- EXERCISE DIRECTIONS:
The listing below contains a span that opens with the line containing "self.download(&task.url, &task.dest_dir, &task.filename()).await" and closes with the line containing "Create a queue". Return that span exactly.

- SUPPLIED DATA:
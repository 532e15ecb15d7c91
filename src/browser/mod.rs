pub mod session;

// Re-export common types
pub use session::{Renderer, RenderError, WebDriverRenderer};
use async_trait::async_trait;
use futures::StreamExt;
use reqwest::{Client, StatusCode};
use std::path::{Path, PathBuf};
use thiserror::Error;
use tokio::fs;
use tokio::io::AsyncWriteExt;
use tracing::{debug, info};

use crate::crawler::task::{DownloadOutcome, DownloadTask};

#[derive(Debug, Error)]
pub enum DownloadError {
    #[error("failed to build HTTP client: {0}")]
    Client(#[source] reqwest::Error),

    #[error("error fetching {url}: {source}")]
    Request {
        url: String,
        #[source]
        source: reqwest::Error,
    },

    #[error("download of {url} failed with status: {status}")]
    Status { url: String, status: StatusCode },

    #[error("could not create output directory {}: {source}", .path.display())]
    CreateDir {
        path: PathBuf,
        #[source]
        source: std::io::Error,
    },

    #[error("error creating file {}: {source}", .path.display())]
    CreateFile {
        path: PathBuf,
        #[source]
        source: std::io::Error,
    },

    #[error("error reading body of {url}: {source}")]
    Stream {
        url: String,
        #[source]
        source: reqwest::Error,
    },

    #[error("error saving document to {}: {source}", .path.display())]
    Write {
        path: PathBuf,
        #[source]
        source: std::io::Error,
    },
}

/// Runs one download task. The worker pool is generic over this so it can
/// be driven without a network.
#[async_trait]
pub trait Fetcher: Send + Sync {
    async fn fetch(&self, task: &DownloadTask) -> Result<DownloadOutcome, DownloadError>;
}

/// Fetch-and-persist with an existence short-circuit.
///
/// A regular file already sitting at the destination counts as done, which
/// is the only de-duplication for repeated URLs and re-runs. A transfer that
/// fails midway leaves its partial file behind, and the next run will skip it.
#[derive(Debug, Clone)]
pub struct Downloader {
    client: Client,
}

impl Downloader {
    pub fn new(user_agent: Option<&str>) -> Result<Self, DownloadError> {
        let mut builder = Client::builder();
        if let Some(agent) = user_agent {
            builder = builder.user_agent(agent.to_string());
        }

        let client = builder.build().map_err(DownloadError::Client)?;
        Ok(Self { client })
    }

    /// Download `url` into `dest_dir/filename` unless that file already exists
    pub async fn download(
        &self,
        url: &str,
        dest_dir: &Path,
        filename: &str,
    ) -> Result<DownloadOutcome, DownloadError> {
        let path = dest_dir.join(filename);

        if is_regular_file(&path).await {
            info!("File already exists, skipping: {}", path.display());
            return Ok(DownloadOutcome::Skipped { path });
        }

        debug!("Fetching {}", url);
        let response = self.client.get(url).send().await
            .map_err(|source| DownloadError::Request { url: url.to_string(), source })?;

        let status = response.status();
        if !status.is_success() {
            return Err(DownloadError::Status { url: url.to_string(), status });
        }

        // Concurrent workers may race here; creating an existing directory is fine
        fs::create_dir_all(dest_dir).await
            .map_err(|source| DownloadError::CreateDir { path: dest_dir.to_path_buf(), source })?;

        let mut file = fs::File::create(&path).await
            .map_err(|source| DownloadError::CreateFile { path: path.clone(), source })?;

        let mut bytes = 0u64;
        let mut body = response.bytes_stream();
        while let Some(chunk) = body.next().await {
            let chunk = chunk
                .map_err(|source| DownloadError::Stream { url: url.to_string(), source })?;
            file.write_all(&chunk).await
                .map_err(|source| DownloadError::Write { path: path.clone(), source })?;
            bytes += chunk.len() as u64;
        }

        file.flush().await
            .map_err(|source| DownloadError::Write { path: path.clone(), source })?;

        info!("Downloaded: {} ({} bytes)", path.display(), bytes);
        Ok(DownloadOutcome::Downloaded { path, bytes })
    }
}

#[async_trait]
impl Fetcher for Downloader {
    async fn fetch(&self, task: &DownloadTask) -> Result<DownloadOutcome, DownloadError> {
        self.download(&task.url, &task.dest_dir, &task.filename()).await
    }
}

async fn is_regular_file(path: &Path) -> bool {
    fs::metadata(path).await
        .map(|meta| meta.is_file())
        .unwrap_or(false)
}
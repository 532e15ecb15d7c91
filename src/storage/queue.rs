use thiserror::Error;
use tokio::sync::{mpsc, Mutex};
use tracing::debug;

use crate::crawler::task::DownloadTask;

#[derive(Debug, Error)]
pub enum QueueError {
    #[error("task queue is closed")]
    Closed,

    #[error("task queue is full (capacity {0})")]
    Full(usize),
}

/// FIFO task queue shared by the download workers.
///
/// Sized up front to the number of tasks so the producer never waits. Once
/// closed, `pop_task` drains what is left and then returns `None`.
pub struct TaskQueue {
    capacity: usize,

    sender: Option<mpsc::Sender<DownloadTask>>,

    /// Workers take turns on the receiver
    receiver: Mutex<mpsc::Receiver<DownloadTask>>,
}

impl TaskQueue {
    /// Create a queue holding up to `capacity` tasks
    pub fn with_capacity(capacity: usize) -> Self {
        // tokio channels need a non-zero bound
        let capacity = capacity.max(1);
        let (sender, receiver) = mpsc::channel(capacity);

        Self {
            capacity,
            sender: Some(sender),
            receiver: Mutex::new(receiver),
        }
    }

    /// Build a closed queue pre-filled with `tasks`
    pub fn from_tasks(tasks: Vec<DownloadTask>) -> Result<Self, QueueError> {
        let mut queue = Self::with_capacity(tasks.len());
        for task in tasks {
            queue.push_task(task)?;
        }
        queue.close();
        Ok(queue)
    }

    /// Push a task without waiting
    pub fn push_task(&self, task: DownloadTask) -> Result<(), QueueError> {
        let sender = self.sender.as_ref().ok_or(QueueError::Closed)?;

        sender.try_send(task).map_err(|e| match e {
            mpsc::error::TrySendError::Full(_) => QueueError::Full(self.capacity),
            mpsc::error::TrySendError::Closed(_) => QueueError::Closed,
        })?;

        Ok(())
    }

    /// Stop accepting tasks. Workers see `None` after the backlog is drained.
    pub fn close(&mut self) {
        if self.sender.take().is_some() {
            debug!("Task queue closed");
        }
    }

    /// Pop the next task, or `None` once the queue is closed and empty
    pub async fn pop_task(&self) -> Option<DownloadTask> {
        let mut receiver = self.receiver.lock().await;
        receiver.recv().await
    }
}
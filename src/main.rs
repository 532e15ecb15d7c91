use anyhow::Result;
use tracing::{info, error};

mod cli;
mod crawler;
mod browser;
mod storage;
mod utils;

#[tokio::main]
async fn main() -> Result<()> {
    // Parse command line arguments
    let args = cli::parse_args();

    // Initialize logging
    let log_file = if args.log {
        Some(utils::default_log_file())
    } else {
        args.log_file.clone()
    };
    utils::init_logging(args.verbose, log_file)?;

    info!("Starting PDF Harvester v{}", env!("CARGO_PKG_VERSION"));

    // Process commands
    match cli::process_command(args).await {
        Ok(_) => {
            info!("Command completed successfully");
            Ok(())
        }
        Err(e) => {
            error!("Command failed: {:#}", e);
            Err(e)
        }
    }
}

- THE ANSWER:
        self.download(&task.url, &task.dest_dir, &task.filename()).await
    }
}

async fn is_regular_file(path: &Path) -> bool {
    fs::metadata(path).await
        .map(|meta| meta.is_file())
        .unwrap_or(false)
}
repository 532e15ecb15d7c91
filename src/storage/queue.rs
use thiserror::Error;
use tokio::sync::{mpsc, Mutex};
use tracing::debug;

use crate::crawler::task::DownloadTask;

#[derive(Debug, Error)]
pub enum QueueError {
    #[error("task queue is closed")]
    Closed,

    #[error("task queue is full (capacity {0})")]
    Full(usize),
}

/// FIFO task queue shared by the download workers.
///
/// Sized up front to the number of tasks so the producer never waits. Once
/// closed, `pop_task` drains what is left and then returns `None`.
pub struct TaskQueue {
    capacity: usize,

    sender: Option<mpsc::Sender<DownloadTask>>,

    /// Workers take turns on the receiver
    receiver: Mutex<mpsc::Receiver<DownloadTask>>,
}

impl TaskQueue {
    /// Create a queue holding up to `capacity` tasks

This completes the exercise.